● WHAT TO DO
Where a line holds the word "toml", copy it from the records.

(Stored data entries)
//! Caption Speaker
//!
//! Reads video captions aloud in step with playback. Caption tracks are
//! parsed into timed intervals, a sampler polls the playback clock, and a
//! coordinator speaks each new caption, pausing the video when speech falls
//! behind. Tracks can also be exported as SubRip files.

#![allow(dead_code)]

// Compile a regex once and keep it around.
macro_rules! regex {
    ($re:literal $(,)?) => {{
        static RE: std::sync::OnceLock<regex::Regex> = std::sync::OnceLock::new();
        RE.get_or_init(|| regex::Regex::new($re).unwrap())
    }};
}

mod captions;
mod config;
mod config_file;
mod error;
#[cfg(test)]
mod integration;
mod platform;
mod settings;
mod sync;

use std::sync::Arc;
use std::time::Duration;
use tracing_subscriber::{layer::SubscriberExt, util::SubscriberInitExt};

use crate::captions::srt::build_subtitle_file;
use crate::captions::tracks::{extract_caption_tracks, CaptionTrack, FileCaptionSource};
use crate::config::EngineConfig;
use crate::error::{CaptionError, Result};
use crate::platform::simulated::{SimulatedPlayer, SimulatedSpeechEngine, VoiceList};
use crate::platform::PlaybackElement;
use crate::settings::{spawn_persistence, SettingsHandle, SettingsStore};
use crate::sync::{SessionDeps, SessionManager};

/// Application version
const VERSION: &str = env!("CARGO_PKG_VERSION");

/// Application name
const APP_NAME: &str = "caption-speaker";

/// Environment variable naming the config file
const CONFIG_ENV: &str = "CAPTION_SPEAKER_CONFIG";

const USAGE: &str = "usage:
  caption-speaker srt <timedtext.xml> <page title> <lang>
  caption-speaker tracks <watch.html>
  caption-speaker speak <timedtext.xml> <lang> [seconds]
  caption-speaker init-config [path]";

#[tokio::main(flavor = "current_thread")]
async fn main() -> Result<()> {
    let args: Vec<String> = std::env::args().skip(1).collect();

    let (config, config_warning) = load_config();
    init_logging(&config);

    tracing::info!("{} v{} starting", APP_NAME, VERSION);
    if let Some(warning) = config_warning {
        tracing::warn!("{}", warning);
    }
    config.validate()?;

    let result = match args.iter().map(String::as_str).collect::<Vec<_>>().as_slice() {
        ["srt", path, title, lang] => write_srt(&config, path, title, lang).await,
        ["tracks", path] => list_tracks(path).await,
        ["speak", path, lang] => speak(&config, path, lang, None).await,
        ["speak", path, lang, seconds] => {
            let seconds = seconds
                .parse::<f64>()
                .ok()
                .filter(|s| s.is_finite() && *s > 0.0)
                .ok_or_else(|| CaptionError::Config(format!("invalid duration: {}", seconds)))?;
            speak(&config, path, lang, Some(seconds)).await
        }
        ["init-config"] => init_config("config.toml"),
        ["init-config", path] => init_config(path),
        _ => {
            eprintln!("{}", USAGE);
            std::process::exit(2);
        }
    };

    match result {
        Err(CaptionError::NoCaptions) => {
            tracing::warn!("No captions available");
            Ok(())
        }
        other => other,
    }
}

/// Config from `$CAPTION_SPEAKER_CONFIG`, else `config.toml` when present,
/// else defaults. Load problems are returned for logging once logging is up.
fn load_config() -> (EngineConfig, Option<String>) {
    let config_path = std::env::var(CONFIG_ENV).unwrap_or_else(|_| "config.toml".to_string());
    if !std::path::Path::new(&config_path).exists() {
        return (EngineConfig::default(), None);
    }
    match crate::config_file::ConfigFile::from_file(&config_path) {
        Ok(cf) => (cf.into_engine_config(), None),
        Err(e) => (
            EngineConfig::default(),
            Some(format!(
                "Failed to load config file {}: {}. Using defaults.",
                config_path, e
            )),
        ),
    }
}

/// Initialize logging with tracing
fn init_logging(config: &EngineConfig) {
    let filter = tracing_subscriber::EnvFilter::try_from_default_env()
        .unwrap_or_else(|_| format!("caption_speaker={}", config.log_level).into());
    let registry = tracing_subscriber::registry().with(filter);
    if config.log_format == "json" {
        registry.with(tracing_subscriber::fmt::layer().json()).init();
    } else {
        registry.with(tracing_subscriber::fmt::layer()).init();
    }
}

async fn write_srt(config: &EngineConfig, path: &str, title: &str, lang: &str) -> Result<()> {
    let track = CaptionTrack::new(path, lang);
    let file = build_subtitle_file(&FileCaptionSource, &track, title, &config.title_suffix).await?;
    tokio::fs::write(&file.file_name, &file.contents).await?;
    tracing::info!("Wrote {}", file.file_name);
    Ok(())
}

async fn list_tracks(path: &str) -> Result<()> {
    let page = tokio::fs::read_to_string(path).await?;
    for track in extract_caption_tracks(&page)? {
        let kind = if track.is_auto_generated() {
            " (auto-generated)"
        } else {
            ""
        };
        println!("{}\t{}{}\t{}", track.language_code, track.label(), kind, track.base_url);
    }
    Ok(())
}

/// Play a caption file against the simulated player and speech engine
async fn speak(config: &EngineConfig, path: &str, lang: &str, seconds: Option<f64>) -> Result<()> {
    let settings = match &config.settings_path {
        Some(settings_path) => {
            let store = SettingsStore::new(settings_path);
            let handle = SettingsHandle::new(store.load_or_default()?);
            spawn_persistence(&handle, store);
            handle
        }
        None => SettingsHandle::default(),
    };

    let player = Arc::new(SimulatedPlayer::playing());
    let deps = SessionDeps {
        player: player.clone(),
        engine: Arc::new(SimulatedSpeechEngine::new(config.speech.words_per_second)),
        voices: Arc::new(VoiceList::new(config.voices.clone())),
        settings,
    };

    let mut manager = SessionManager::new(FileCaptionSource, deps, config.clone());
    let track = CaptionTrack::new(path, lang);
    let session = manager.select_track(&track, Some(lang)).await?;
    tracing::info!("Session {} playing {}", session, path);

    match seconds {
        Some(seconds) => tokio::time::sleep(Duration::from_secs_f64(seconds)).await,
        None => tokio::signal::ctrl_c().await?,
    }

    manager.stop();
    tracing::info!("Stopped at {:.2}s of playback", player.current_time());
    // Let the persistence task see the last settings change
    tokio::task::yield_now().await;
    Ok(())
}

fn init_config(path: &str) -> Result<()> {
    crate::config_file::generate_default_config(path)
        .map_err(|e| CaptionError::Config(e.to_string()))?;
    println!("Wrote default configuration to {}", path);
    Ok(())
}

● EXERCISE RESULT
        ["init-config"] => init_config("config.toml"),
/// Config from `$CAPTION_SPEAKER_CONFIG`, else `config.toml` when present,
    let config_path = std::env::var(CONFIG_ENV).unwrap_or_else(|_| "config.toml".to_string());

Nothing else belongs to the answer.